The opioid epidemic is an unfortunate and all too familiar topic in healthcare. For many patients, opioid use disorder (OUD) typically starts with a seemingly harmless opioid prescription for pain management in an outpatient or hospital setting. Predisposing genetic and environmental factors to addiction, combined with the high abuse potential of opiates, can drive patients to seek additional opioids. This can perpetuate the cycle of addiction and increase patients’risk of turning to illicit sources.
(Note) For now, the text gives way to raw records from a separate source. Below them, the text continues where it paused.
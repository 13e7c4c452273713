//! Fragmenting chunk encoder for non-blocking socket writes.
//!
//! Bytes written to a [`FrameWriter`] are staged in fixed-size blocks. When
//! the caller marks the chunk complete, the length prefix is patched into
//! the first block and the blocks become the chunk's fragments, queued in
//! order behind any chunk still being sent. The transport repeatedly asks
//! for the [`current_fragment`](FrameWriter::current_fragment), writes what
//! it can, and reports progress with
//! [`set_bytes_written`](FrameWriter::set_bytes_written). Consumed blocks
//! are recycled for later chunks.

use std::{collections::VecDeque, io};

use tracing::trace;

use super::{FrameConfig, FramingError};
use crate::{
    byte_order::{LENGTH_PREFIX_SIZE, encode_length_prefix},
    metrics::{self, Direction},
};

/// Upper bound on recycled blocks kept after a large chunk drains.
const SPARE_BLOCK_LIMIT: usize = 16;

#[derive(Debug)]
struct Fragment {
    bytes: Vec<u8>,
    last: bool,
}

/// Encoder producing `u32` big-endian length-prefixed chunks as fragments.
///
/// # Examples
///
/// ```
/// use relaycore::frame::{FrameConfig, FrameWriter};
///
/// let mut writer = FrameWriter::new(FrameConfig::default().with_fragment_size(16));
/// writer.write(&[7; 20]).expect("within limits");
/// assert_eq!(writer.mark_chunk_completed().expect("non-empty"), 2);
///
/// let mut wire = Vec::new();
/// while let Some(fragment) = writer.current_fragment() {
///     wire.extend_from_slice(fragment);
///     let n = fragment.len();
///     writer.set_bytes_written(n).expect("whole fragment");
/// }
/// assert_eq!(&wire[..4], &[0, 0, 0, 20]);
/// assert_eq!(wire.len(), 24);
/// ```
#[derive(Debug)]
pub struct FrameWriter {
    config: FrameConfig,
    staging: Vec<Vec<u8>>,
    staged_len: usize,
    ready: VecDeque<Fragment>,
    offset: usize,
    spare: Vec<Vec<u8>>,
    chunks_written: u64,
}

impl FrameWriter {
    /// Create an empty writer.
    #[must_use]
    pub fn new(config: FrameConfig) -> Self {
        Self {
            config,
            staging: Vec::new(),
            staged_len: 0,
            ready: VecDeque::new(),
            offset: 0,
            spare: Vec::new(),
            chunks_written: 0,
        }
    }

    /// Append body bytes to the chunk under construction.
    ///
    /// # Errors
    ///
    /// Returns [`FramingError::OversizedChunk`] if the staged chunk would
    /// exceed the configured maximum. The rejected bytes are not staged.
    pub fn write(&mut self, mut bytes: &[u8]) -> Result<(), FramingError> {
        let size = self.staged_len + bytes.len();
        let max = self.config.max_chunk_len();
        if size > max {
            return Err(FramingError::OversizedChunk { size, max });
        }
        if self.staging.is_empty() {
            let mut first = self.take_block();
            first.extend_from_slice(&[0; LENGTH_PREFIX_SIZE]);
            self.staging.push(first);
        }
        let fragment_size = self.config.fragment_size();
        while !bytes.is_empty() {
            if self
                .staging
                .last()
                .is_none_or(|block| block.len() == fragment_size)
            {
                let block = self.take_block();
                self.staging.push(block);
            }
            let Some(block) = self.staging.last_mut() else {
                break;
            };
            let n = (fragment_size - block.len()).min(bytes.len());
            block.extend_from_slice(&bytes[..n]);
            bytes = &bytes[n..];
            self.staged_len += n;
        }
        Ok(())
    }

    /// Append a single byte to the chunk under construction.
    ///
    /// # Errors
    ///
    /// See [`write`](Self::write).
    pub fn put_u8(&mut self, byte: u8) -> Result<(), FramingError> { self.write(&[byte]) }

    /// Finalise the staged chunk into fragments.
    ///
    /// Returns the number of fragments the chunk occupies. The read cursor
    /// points at the chunk's first fragment once every earlier chunk has been
    /// written.
    ///
    /// # Errors
    ///
    /// Returns [`FramingError::EmptyChunk`] if nothing was staged.
    pub fn mark_chunk_completed(&mut self) -> Result<usize, FramingError> {
        if self.staged_len == 0 {
            self.recycle_staging();
            return Err(FramingError::EmptyChunk);
        }
        let length = u32::try_from(self.staged_len).map_err(|_| FramingError::OversizedChunk {
            size: self.staged_len,
            max: self.config.max_chunk_len(),
        })?;
        if let Some(first) = self.staging.first_mut() {
            first[..LENGTH_PREFIX_SIZE].copy_from_slice(&encode_length_prefix(length));
        }
        let count = self.staging.len();
        for (index, bytes) in self.staging.drain(..).enumerate() {
            self.ready.push_back(Fragment {
                bytes,
                last: index + 1 == count,
            });
        }
        trace!(length, fragments = count, "chunk completed");
        self.staged_len = 0;
        Ok(count)
    }

    /// Unsent remainder of the fragment currently in flight.
    #[must_use]
    pub fn current_fragment(&self) -> Option<&[u8]> {
        self.ready
            .front()
            .map(|fragment| &fragment.bytes[self.offset..])
    }

    /// Record that the transport accepted `written` bytes of the current fragment.
    ///
    /// # Errors
    ///
    /// Returns [`FramingError::Overrun`] if `written` exceeds the unsent
    /// remainder of the current fragment.
    pub fn set_bytes_written(&mut self, written: usize) -> Result<(), FramingError> {
        let available = self.current_fragment().map_or(0, <[u8]>::len);
        if written > available {
            return Err(FramingError::Overrun { written, available });
        }
        self.offset += written;
        if written > 0 && self.offset == self.ready.front().map_or(0, |f| f.bytes.len()) {
            if let Some(done) = self.ready.pop_front() {
                if done.last {
                    self.chunks_written += 1;
                    metrics::inc_chunks(Direction::Outbound);
                }
                self.recycle(done.bytes);
            }
            self.offset = 0;
        }
        Ok(())
    }

    /// Number of fragments not yet fully written.
    #[must_use]
    pub fn chunk_count(&self) -> usize { self.ready.len() }

    /// Whether completed fragments are waiting for the transport.
    #[must_use]
    pub fn has_pending(&self) -> bool { !self.ready.is_empty() }

    /// Body bytes staged for the chunk under construction.
    #[must_use]
    pub fn staged_len(&self) -> usize { self.staged_len }

    /// Total chunks fully handed to the transport.
    #[must_use]
    pub fn chunks_written(&self) -> u64 { self.chunks_written }

    /// Limits this writer enforces.
    #[must_use]
    pub fn config(&self) -> &FrameConfig { &self.config }

    /// Discard staged and pending data.
    pub fn reset(&mut self) {
        self.recycle_staging();
        while let Some(fragment) = self.ready.pop_front() {
            self.recycle(fragment.bytes);
        }
        self.offset = 0;
    }

    fn take_block(&mut self) -> Vec<u8> {
        self.spare
            .pop()
            .unwrap_or_else(|| Vec::with_capacity(self.config.fragment_size()))
    }

    fn recycle(&mut self, mut block: Vec<u8>) {
        if self.spare.len() < SPARE_BLOCK_LIMIT {
            block.clear();
            self.spare.push(block);
        }
    }

    fn recycle_staging(&mut self) {
        let staged = std::mem::take(&mut self.staging);
        for block in staged {
            self.recycle(block);
        }
        self.staged_len = 0;
    }
}

impl io::Write for FrameWriter {
    fn write(&mut self, buf: &[u8]) -> io::Result<usize> {
        FrameWriter::write(self, buf)?;
        Ok(buf.len())
    }

    fn flush(&mut self) -> io::Result<()> { Ok(()) }
}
Although the stigma around opioid use disorder has decreased significantly over the last five years, we will continue to lose the war against the opioid epidemic without an aligned and decisive strategy. CHS recently established an Opioid Stewardship Task Force (OSTF) to do just that. One of the first goals of the OSTF was to help CHS hospitals initiate or align their opioid stewardship programs to submit new or renewed stewardship charters and letters of commitment. OSTF has identified key interdisciplinary champions to help cultivate significant change in clinical practice and organizational culture across the health system.

The OSTF also engaged a variety of stakeholders to increase the likelihood of success with health system and facility program goals. Informatics, pharmacy, nursing, risk management and other clinical service line partners have been collaborating on a targeted multimodal pain management initiative. OSTF hopes to continue driving the message of interdisciplinary partnership and deploy multifactorial strategies to 1) identify and address opioid safety gaps; 2) align with pain management standards per The Joint Commission standards; 3) outline best clinical practices; and 4) access and share helpful educational resources.

“As a medical community, it is our primary responsibility to do no harm. And, while we can’t remove all opioids from the care we provide, we can use them more judiciously to produce better, safer outcomes for our patients,” says Merit Health Wesley ED Director and task force member Daniel Crane, MD.